An electronic component supplier designs and manufactures microprocessor chips (for example AMD). These are bought by computer motherboard manufacturers (for example MSI) who fit them to their product and in turn, these motherboards are sold to PC manufacturers.
An architectural firm specialising in commercial buildings sells their design services to building developers and building owners.
An aeroplane manufacturer (for example BOEING) sells a Jumbo Jet to an airline (for example QANTAS).
A professional services firm accountants, solicitors, consultants, advertising and marketing agencies and other creative or knowledge workers.
All of these firms have a need to promote their products and services to existing and potential customers to drive business growth. These are just a few examples of business-to-business (B2B) sales and marketing.
Products and solution selling
Business to business firms (industrial marketers) sometimes sells products where the specification of the product may have been designed to meet the needs of the market but its specification is essentially fixed prior to sale (for example Intel’s microprocessor), semi-customisable (like a jumbo jet where the engine power, cockpit avionics, interior layout and exterior paintwork can be customised to suit the customer’s specification), and completely customisable (also referred to as “bespoke“). The latter category referring to a product that has been designed from scratch according to the customer’s specification or needs.
This introduces the concept of solution selling, where the essential requirement of the business-to-business firm is to sell their solution to the customer’s problem.
Solution selling is particularly interesting because before the seller can propose their solution they must first understand the customer’s requirement and then design a solution, cost it, and finally present it to the customer for their consideration. Where the buyer approaches a number of firms and asks them to compete for the business, the sales process becomes quite complex with each solution provider providing a unique solution and at various prices.
A large proportion of business-to-business selling doesn’t involve a product at all but the sale of a service (for example engineering, architecture, law, accounting these are known as “professional services”). Other examples of services are building services where the final product is a built structure but the services being provided are construction expertise, project management, procurement and building supervision.
The key features of business to business marketing (sometimes referred to as Industrial Marketing) are:
1. Seller and buyer are both businesses
As the name clearly indicates, the first key feature in B2b is that both parties involved in the transaction are businesses.

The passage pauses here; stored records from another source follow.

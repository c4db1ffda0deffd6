//! Builders: turning one source into one artifact.
//!
//! A build request moves through a fixed set of states:
//!
//! ```text
//! Received -> SuffixResolved -> CommandComposed -> Executed -> {Succeeded, Failed}
//! ```
//!
//! [`plan`] covers the first three: it looks the source suffix up in the
//! environment's registry, derives the artifact path, and composes the
//! command. Planning touches neither the filesystem nor any process, so a
//! whole run can be planned before anything executes. [`execute::realize`]
//! covers the rest.
//!
//! # Special Variables
//!
//! While composing a build's command the following names resolve to the
//! build's own paths (relative to the build root) and are never expanded
//! further:
//!
//! - `$TARGET`, `$TARGETS` - the artifact
//! - `$SOURCE`, `$SOURCES` - the source
//!
//! A command that references `$TARGET` is expected to write the artifact
//! itself. Otherwise the artifact is the command's standard output.
//!
//! # Submodules
//!
//! - [`execute`] - Running a planned build
//! - [`naming`] - Artifact naming conventions

pub mod execute;
pub mod naming;
mod types;

pub use types::*;

use std::cell::Cell;
use std::path::{Path, PathBuf};

use tracing::{debug, warn};

use crate::env::Environment;
use crate::subst::{self, CompositionError, Resolved, Resolver};

/// Resolver for a single build: the environment plus the build's paths.
struct BuildResolver<'a> {
  env: &'a Environment,
  target: String,
  source: String,
  target_used: Cell<bool>,
}

impl<'a> BuildResolver<'a> {
  fn new(env: &'a Environment, target: &Path, source: &Path) -> Self {
    Self {
      env,
      target: target.to_string_lossy().into_owned(),
      source: source.to_string_lossy().into_owned(),
      target_used: Cell::new(false),
    }
  }
}

impl Resolver for BuildResolver<'_> {
  fn resolve(&self, name: &str) -> Result<Option<Resolved<'_>>, CompositionError> {
    match name {
      "TARGET" | "TARGETS" => {
        self.target_used.set(true);
        Ok(Some(Resolved::Tokens(vec![self.target.clone()])))
      }
      "SOURCE" | "SOURCES" => Ok(Some(Resolved::Tokens(vec![self.source.clone()]))),
      _ => self.env.resolve(name),
    }
  }
}

/// The artifact path a request will produce, relative to the build root.
///
/// Without an explicit target this is the source stem wrapped in the
/// kind's prefix and suffix variables.
pub fn artifact_path(request: &BuildRequest) -> Result<PathBuf, CompositionError> {
  let env = &request.env;
  let prefix = subst::compose_var(request.kind.prefix_var(), env)?.join(" ");
  let suffix = subst::compose_var(request.kind.suffix_var(), env)?.join(" ");

  Ok(match &request.target {
    Some(target) => naming::target_name(&prefix, &suffix, target),
    None => naming::artifact_name(&prefix, &suffix, &request.source),
  })
}

/// Resolve the suffix and compose the command for a request.
///
/// # Errors
///
/// - [`BuildError::UnknownSuffix`] if no builder handles the source suffix
/// - [`BuildError::Composition`] if the command cannot be composed
pub fn plan(request: &BuildRequest) -> Result<PlannedBuild, BuildError> {
  plan_request(request).inspect_err(|e| {
    warn!(
      source = %request.source.display(),
      state = %BuildState::Failed,
      error = %e,
      "build planning failed"
    );
  })
}

fn plan_request(request: &BuildRequest) -> Result<PlannedBuild, BuildError> {
  debug!(
    source = %request.source.display(),
    kind = %request.kind,
    state = %BuildState::Received,
    "build request"
  );

  let entry = request.env.registry().resolve(request.kind, &request.source)?;
  debug!(
    source = %request.source.display(),
    tool = %entry.action.tool,
    command = %entry.action.command,
    state = %BuildState::SuffixResolved,
    "suffix resolved"
  );

  let composition = |source| BuildError::Composition {
    path: request.source.clone(),
    source,
  };

  let artifact = artifact_path(request).map_err(composition)?;
  let resolver = BuildResolver::new(&request.env, &artifact, &request.source);
  let command =
    subst::compose_command(&entry.action.command, &entry.action.required, &resolver).map_err(composition)?;
  let output = if resolver.target_used.get() {
    OutputMode::Tool
  } else {
    OutputMode::Stdout
  };

  debug!(
    source = %request.source.display(),
    artifact = %artifact.display(),
    cmd = %command.join(" "),
    output = ?output,
    state = %BuildState::CommandComposed,
    "command composed"
  );

  Ok(PlannedBuild {
    kind: request.kind,
    source: request.source.clone(),
    artifact,
    tool: entry.action.tool.clone(),
    command,
    output,
    exec_env: request.env.exec_env().clone(),
  })
}

/// Plan and run a single request in `root`.
pub async fn build(request: &BuildRequest, root: &Path) -> Result<BuildResult, BuildError> {
  let planned = plan(request)?;
  execute::realize(planned, root).await
}

/// Expand a template the way a build would, with `$TARGET` and `$SOURCE`
/// bound to the request's paths.
pub fn subst_for(request: &BuildRequest, template: &str) -> Result<String, CompositionError> {
  let artifact = artifact_path(request)?;
  let resolver = BuildResolver::new(&request.env, &artifact, &request.source);
  subst::subst(template, &resolver)
}
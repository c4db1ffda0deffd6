//! Host platform detection.
//!
//! The platform decides object naming conventions and the default tool
//! search path. It is detected once and then passed around explicitly, so
//! tests can construct environments for a platform other than the host.

pub mod os;

pub use os::Os;

use std::fmt;

/// CPU architecture.
#[derive(Debug, Clone, Copy, PartialEq, Eq, Hash)]
pub enum Arch {
  X86_64,
  Aarch64,
  Other(&'static str),
}

impl Arch {
  pub fn current() -> Self {
    match std::env::consts::ARCH {
      "x86_64" => Self::X86_64,
      "aarch64" => Self::Aarch64,
      other => Self::Other(other),
    }
  }

  pub fn as_str(&self) -> &'static str {
    match self {
      Self::X86_64 => "x86_64",
      Self::Aarch64 => "aarch64",
      Self::Other(name) => name,
    }
  }
}

impl fmt::Display for Arch {
  fn fmt(&self, f: &mut fmt::Formatter<'_>) -> fmt::Result {
    f.write_str(self.as_str())
  }
}

/// Platform identifier combining architecture and OS (e.g., "x86_64-linux")
#[derive(Debug, Clone, Copy, PartialEq, Eq, Hash)]
pub struct Platform {
  pub arch: Arch,
  pub os: Os,
}

impl Platform {
  pub fn new(arch: Arch, os: Os) -> Self {
    Self { arch, os }
  }

  /// Detect the current platform.
  ///
  /// Returns `None` if the OS is not one with known build conventions.
  pub fn current() -> Option<Self> {
    Some(Self {
      arch: Arch::current(),
      os: Os::current()?,
    })
  }

  /// Returns the platform triple string (e.g., "aarch64-darwin")
  pub fn triple(&self) -> String {
    format!("{}-{}", self.arch, self.os)
  }
}

impl fmt::Display for Platform {
  fn fmt(&self, f: &mut fmt::Formatter<'_>) -> fmt::Result {
    write!(f, "{}", self.triple())
  }
}
use anyhow::Result;

use construct_lib::env::Environment;
use construct_lib::platform::Platform;

use crate::output::{Status, print_field, print_status};

pub fn cmd_info() -> Result<()> {
  println!("construct v{}", env!("CARGO_PKG_VERSION"));

  let Some(platform) = Platform::current() else {
    print_status(Status::Warning, "Could not detect platform.");
    return Ok(());
  };
  print_field("Platform", &platform.triple());

  let env = Environment::with_default_tools(platform);
  print_field("Tools", &env.tools().join(", "));
  print_field("Fortran", &env.subst("$FORTRAN")?);
  print_field("Object", &env.subst("$OBJPREFIX*$OBJSUFFIX")?);
  print_field("Shared object", &env.subst("$SHOBJPREFIX*$SHOBJSUFFIX")?);
  print_field("Tool PATH", env.tool_path().unwrap_or(""));

  let mut suffixes: Vec<_> = env
    .registry()
    .entries()
    .iter()
    .map(|e| e.suffix.as_str())
    .collect();
  suffixes.sort_unstable();
  suffixes.dedup();
  print_field("Suffixes", &suffixes.join(" "));

  Ok(())
}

It’s important to note that “businesses” don’t sell or buy as such (a business is a purely artificial legal entity);
...people actually make the buying and selling decisions
This has two important implications for B2B marketing and the sales process...
- It alters their emotional position; their fears and concerns when acting as business buyers is different than when buying using their own money.
- Width and depth of sales penetration: As a vendor (seller of products or services), the depth of your relationship with an organization is limited to the people working in that organization that you have contact with.
Altered Emotional position
Importantly, corporate buyers are typically not transacting with their own money which provides them with a level of detachment altering their emotional position. However, they are still people and have thoughts, feelings, attitudes, and personal agendas that greatly affect the process.
Even though people involved in purchasing decisions on behalf of their business enjoy some level of detachment , they are not immune to their emotions and prejudices. Their own careers and reputation are at stake. And personalities and power-plays often influence decisions.
Width and depth of sales penetration
It’s commonplace in business to make a statement like (for example) “we do business with Telstra” a company with some 30,000 employees. In reality, most suppliers probably only transact with a handful of key employees at Telstra. A point that becomes very apparent when you are trying to sell to them for the first time (try calling their main number and ask “can I please speak to the person in charge of buying fibre optic cable?“)
Depth of sales penetration speaks to how far up the food-chain you are dealing. Are you really speaking to the decision makers and key influencers or just the people tasked with running around seeking options?
Width of sales penetration speaks to how many similar types of buyers of your products and services have you established a relationship with? This is particularly important when dealing with large firms running multiple projects each with their own teams. You may have had great success with Team A on their project, but Teams B, C, & D etc. have never heard of you. It's surprising but often they don't swap notes about the vendors they are dealing with. And people develop favorites.
Also people change jobs. Global firms (for example) swap staff internationally on a regular basis sending people to where they are needed. Keeping track of these staff movements is important to maintain your products and services on their consideration list. Knowing "who's who in the Zoo" is a distinct and dynamic B2B sales task.
2. B2B purchase decisions are typically complex
Whereas a consumer purchase is mostly relatively simple (a decision is sometimes made on the spur of the moment), B2B sales tend to be complex often taking months and (for example, Defence Department procuring a warship) even years to make a decision. The buying organisation often writes a detailed specification for the product or service and approaches multiple vendors (business to business suppliers) and requests a proposal (known as an RFP). The buying organisation will carefully evaluate each vendor’s proposal before selecting a successful supplier.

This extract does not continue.